When a line in the records contains the string "StackFrame", copy that line.

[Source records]
***
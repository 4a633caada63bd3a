//! Stack frames from sanitizer and JVM reports.

use regex::Regex;
use serde::{Deserialize, Serialize};
use std::sync::LazyLock;

/// One frame of a crash stack trace. A `column` of 0 means the tool did
/// not report one.
#[derive(Debug, Clone, PartialEq, Eq, Serialize, Deserialize)]
pub struct StackFrame {
    pub source_file: String,
    pub function: String,
    pub line: u32,
    #[serde(default, skip_serializing_if = "is_zero")]
    pub column: u32,
}

fn is_zero(n: &u32) -> bool {
    *n == 0
}

impl StackFrame {
    /// `file:line[:column]`
    pub fn location(&self) -> String {
        if self.column == 0 {
            format!("{}:{}", self.source_file, self.line)
        } else {
            format!("{}:{}:{}", self.source_file, self.line, self.column)
        }
    }
}

// `    #3 0x4f3a2b in parse_header /src/parser.c:42:7`
static NATIVE_FRAME: LazyLock<Regex> = LazyLock::new(|| {
    Regex::new(
        r"^\s*#\d+\s+0x[0-9a-fA-F]+\s+in\s+(?P<function>.+?)\s+(?P<file>[^\s:]+):(?P<line>\d+)(?::(?P<column>\d+))?\s*$",
    )
    .expect("native frame pattern is valid")
});

// Any native frame line, symbolized or not.
static NATIVE_FRAME_LINE: LazyLock<Regex> = LazyLock::new(|| {
    Regex::new(r"^\s*#\d+\s+0x[0-9a-fA-F]+").expect("frame line pattern is valid")
});

// `\tat com.example.Parser.parse(Parser.java:17)`
static JVM_FRAME: LazyLock<Regex> = LazyLock::new(|| {
    Regex::new(
        r"^\s*at\s+(?:[\w.$-]+/)*(?P<function>[\w.$<>]+)\((?P<file>[^:()]+\.(?:java|kt)):(?P<line>\d+)\)",
    )
    .expect("jvm frame pattern is valid")
});

static JVM_FRAME_LINE: LazyLock<Regex> =
    LazyLock::new(|| Regex::new(r"^\s*at\s+\S+\(.*\)\s*$").expect("jvm line pattern is valid"));

const RUNTIME_FUNCTION_PREFIXES: &[&str] = &[
    "__sanitizer",
    "__asan",
    "__ubsan",
    "__lsan",
    "__msan",
    "__tsan",
    "__interceptor",
    "__libc_start",
    "_start",
    "fuzzer::",
    "com.code_intelligence.jazzer.",
    "jdk.internal.",
    "java.lang.reflect.",
    "sun.reflect.",
];

const RUNTIME_PATH_MARKERS: &[&str] = &["compiler-rt", "/libfuzzer/", "/sanitizer_common/"];

/// Whether the line belongs to a stack trace at all, parsed or not.
pub fn is_frame_line(line: &str) -> bool {
    NATIVE_FRAME_LINE.is_match(line) || JVM_FRAME_LINE.is_match(line)
}

/// Parses a single frame. Returns `None` for lines that are not frames,
/// frames without source location and frames inside the sanitizer or
/// engine runtime.
pub fn parse_frame(line: &str) -> Option<StackFrame> {
    let caps = NATIVE_FRAME
        .captures(line)
        .or_else(|| JVM_FRAME.captures(line))?;

    let frame = StackFrame {
        function: caps["function"].to_string(),
        source_file: caps["file"].to_string(),
        line: caps["line"].parse().ok()?,
        column: caps
            .name("column")
            .and_then(|c| c.as_str().parse().ok())
            .unwrap_or(0),
    };
    if is_runtime_frame(&frame) {
        return None;
    }
    Some(frame)
}

fn is_runtime_frame(frame: &StackFrame) -> bool {
    RUNTIME_FUNCTION_PREFIXES
        .iter()
        .any(|p| frame.function.starts_with(p))
        || RUNTIME_PATH_MARKERS
            .iter()
            .any(|m| frame.source_file.contains(m))
}

#[cfg(test)]
mod tests {
    use super::*;

    #[test]
    fn parses_symbolized_native_frame() {
        let frame =
            parse_frame("    #1 0x55d3c2 in exploreMe(int, int, std::string) /src/explore_me.cpp:18:11")
                .unwrap();
        assert_eq!(frame.function, "exploreMe(int, int, std::string)");
        assert_eq!(frame.source_file, "/src/explore_me.cpp");
        assert_eq!(frame.line, 18);
        assert_eq!(frame.column, 11);
        assert_eq!(frame.location(), "/src/explore_me.cpp:18:11");
    }

    #[test]
    fn column_is_optional() {
        let frame = parse_frame("#0 0x4f3a2b in parse_header /src/parser.c:42").unwrap();
        assert_eq!(frame.column, 0);
        assert_eq!(frame.location(), "/src/parser.c:42");
    }

    #[test]
    fn skips_runtime_frames() {
        assert!(parse_frame("#0 0x4a in __asan_memcpy /llvm/compiler-rt/lib/asan/asan_interceptors.cpp:22:3").is_none());
        assert!(parse_frame("#5 0x51 in fuzzer::Fuzzer::ExecuteCallback(unsigned char const*, unsigned long) /src/FuzzerLoop.cpp:611:15").is_none());
        assert!(parse_frame("#9 0x7f in __libc_start_main /csu/libc-start.c:308:16").is_none());
    }

    #[test]
    fn unsymbolized_frames_are_frame_lines_without_location() {
        let line = "    #2 0x7f12ab in (/lib/x86_64-linux-gnu/libc.so.6+0x2409a)";
        assert!(is_frame_line(line));
        assert!(parse_frame(line).is_none());
    }

    #[test]
    fn parses_jvm_frame() {
        let line = "\tat com.example.ExploreMe.exploreMe(ExploreMe.java:13)";
        assert!(is_frame_line(line));
        let frame = parse_frame(line).unwrap();
        assert_eq!(frame.function, "com.example.ExploreMe.exploreMe");
        assert_eq!(frame.source_file, "ExploreMe.java");
        assert_eq!(frame.line, 13);
    }

    #[test]
    fn skips_jazzer_frames() {
        let line = "\tat com.code_intelligence.jazzer.driver.FuzzTargetRunner.runOne(FuzzTargetRunner.java:220)";
        assert!(is_frame_line(line));
        assert!(parse_frame(line).is_none());
    }

    #[test]
    fn ordinary_lines_are_not_frames() {
        assert!(!is_frame_line("INFO: Seed: 3265"));
        assert!(parse_frame("SUMMARY: AddressSanitizer: heap-buffer-overflow").is_none());
    }
}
***
■ Task solution:
pub struct StackFrame {
impl StackFrame {
pub fn parse_frame(line: &str) -> Option<StackFrame> {
    let frame = StackFrame {
fn is_runtime_frame(frame: &StackFrame) -> bool {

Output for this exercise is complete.